We ran into this exact issue at my previous firm when a regional manufacturing client experienced a significant product recall due to a supplier error. The initial instinct was to minimize the news. My team strongly advised against it. We immediately drafted a comprehensive statement, outlining the issue, the steps being taken to rectify it, and most importantly, an apology to affected customers. We proactively reached out to key media contacts, providing them with the facts and offering interviews with the CEO. This transparent approach, while initially painful, allowed us to control the narrative, demonstrate accountability, and rebuild trust. Instead of being portrayed as negligent, the company was largely lauded for its swift and honest response, mitigating what could have been a devastating blow to their brand. This isn’t just about putting out fires; it’s about strategic reputation management that leverages earned media during your toughest moments. PR experts boost marketing ROI by navigating these complex situations.

Ultimately, getting started with earned media isn’t about following a rigid, outdated playbook; it’s about understanding your audience, crafting compelling stories, and strategically engaging with the right media to build credibility and drive tangible business outcomes.

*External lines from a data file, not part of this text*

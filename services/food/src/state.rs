use axum::extract::FromRef;
use sea_orm::DatabaseConnection;

use reelbite_auth_types::identity::SessionKey;

use crate::infra::db::{DbFoodRepository, DbPartnerRepository, DbRelationRepository};
use crate::infra::storage::ImageKitStorage;

/// Shared application state passed to every handler via axum `State`.
#[derive(Clone)]
pub struct AppState {
    pub db: DatabaseConnection,
    pub session_key: SessionKey,
    pub storage: ImageKitStorage,
}

impl AppState {
    pub fn food_repo(&self) -> DbFoodRepository {
        DbFoodRepository {
            db: self.db.clone(),
        }
    }

    pub fn relation_repo(&self) -> DbRelationRepository {
        DbRelationRepository {
            db: self.db.clone(),
        }
    }

    pub fn partner_repo(&self) -> DbPartnerRepository {
        DbPartnerRepository {
            db: self.db.clone(),
        }
    }
}

impl FromRef<AppState> for SessionKey {
    fn from_ref(state: &AppState) -> Self {
        state.session_key.clone()
    }
}

impl FromRef<AppState> for DatabaseConnection {
    fn from_ref(state: &AppState) -> Self {
        state.db.clone()
    }
}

What is the difference between earned, owned, and paid media?

Earned media refers to any publicity gained through promotional efforts other than paid advertising, such as media mentions, reviews, or shares. It’s “earned” through merit and trust. Owned media encompasses content channels controlled by your brand, like your website, blog, and social media profiles. Paid media involves any content or placement that you pay for, including traditional ads, sponsored content, and pay-per-click campaigns.

How long does it typically take to see results from earned media efforts?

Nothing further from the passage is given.